→ TO DO: Identify, in the records below, every line where the string "scratch" appears, and copy each such line.

[Records from a collection]
※

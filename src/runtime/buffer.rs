//! Per-connection output buffer.
//!
//! Transformed bytes are appended at the tail and written from the head.
//! A `sent` offset marks how much of the head has already been accepted by
//! the socket, so a partial write never shifts the remaining bytes. The sent
//! prefix is dropped once it is large enough to be worth reclaiming, which
//! keeps the buffer from growing without bound on long-lived connections.
//!
//! Reads land in initialized scratch space past the last transformed byte.
//! That space is kept between calls, so a drain that ends in "would block"
//! does not pay for zeroing a fresh chunk every time.

use crate::transform::Transform;
use bytes::{Buf, BytesMut};
use std::io::{self, Read};

/// Sent prefix size at which a partially flushed buffer is compacted.
const COMPACT_THRESHOLD: usize = 64 * 1024;

/// Capacity retained after the buffer empties. Anything larger is released.
const RETAIN_CAPACITY: usize = 256 * 1024;

/// Ordered transformed bytes awaiting a write.
#[derive(Debug)]
pub struct OutputBuffer {
    /// Transformed bytes in `..filled`, read scratch after that.
    buf: BytesMut,
    filled: usize,
    /// Bytes at the head of `buf` already written to the socket.
    sent: usize,
    initial_capacity: usize,
}

impl OutputBuffer {
    pub fn with_capacity(capacity: usize) -> Self {
        Self {
            buf: BytesMut::with_capacity(capacity),
            filled: 0,
            sent: 0,
            initial_capacity: capacity,
        }
    }

    /// Bytes not yet written.
    pub fn pending(&self) -> usize {
        self.filled - self.sent
    }

    pub fn is_empty(&self) -> bool {
        self.pending() == 0
    }

    /// The unsent tail, in arrival order.
    pub fn unsent(&self) -> &[u8] {
        &self.buf[self.sent..self.filled]
    }

    /// Offset of the first unsent byte.
    #[cfg(test)]
    pub fn sent(&self) -> usize {
        self.sent
    }

    #[cfg(test)]
    pub fn capacity(&self) -> usize {
        self.buf.capacity()
    }

    /// Initialized bytes available to the next read without zeroing.
    #[cfg(test)]
    pub fn scratch(&self) -> usize {
        self.buf.len() - self.filled
    }

    /// Read up to `chunk` bytes from `reader`, transform them and append them.
    ///
    /// Returns the number of bytes read; `Ok(0)` is end-of-stream. On error
    /// the buffer is left as it was.
    pub fn read_from<R: Read>(
        &mut self,
        reader: &mut R,
        chunk: usize,
        transform: &dyn Transform,
    ) -> io::Result<usize> {
        let start = self.filled;
        let end = start + chunk;
        if self.buf.len() < end {
            // Only the part of the chunk never handed out before is zeroed.
            self.buf.resize(end, 0);
        }

        let n = reader.read(&mut self.buf[start..end])?;
        transform.apply(&mut self.buf[start..start + n]);
        self.filled += n;
        Ok(n)
    }

    /// Append already-transformed bytes.
    #[cfg(test)]
    pub fn extend(&mut self, bytes: &[u8]) {
        self.buf.truncate(self.filled);
        self.buf.extend_from_slice(bytes);
        self.filled = self.buf.len();
    }

    /// Mark `n` more bytes as written.
    pub fn consume(&mut self, n: usize) {
        debug_assert!(n <= self.pending(), "consumed past end of buffer");
        self.sent = (self.sent + n).min(self.filled);
        self.compact();
    }

    /// Drop everything, sent or not.
    pub fn clear(&mut self) {
        self.buf.clear();
        self.filled = 0;
        self.sent = 0;
        self.release_excess();
    }

    fn compact(&mut self) {
        if self.sent == self.filled {
            // Fully written: rewind, keeping the initialized bytes as scratch.
            self.filled = 0;
            self.sent = 0;
            self.release_excess();
        } else if self.sent >= COMPACT_THRESHOLD && self.sent * 2 >= self.filled {
            self.buf.advance(self.sent);
            self.filled -= self.sent;
            self.sent = 0;
        }
    }

    fn release_excess(&mut self) {
        if self.buf.capacity() > RETAIN_CAPACITY {
            self.buf = BytesMut::with_capacity(self.initial_capacity);
        }
    }
}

※

→ EXERCISE RESPONSE:
//! Reads land in initialized scratch space past the last transformed byte.
    /// Transformed bytes in `..filled`, read scratch after that.
    pub fn scratch(&self) -> usize {
            // Fully written: rewind, keeping the initialized bytes as scratch.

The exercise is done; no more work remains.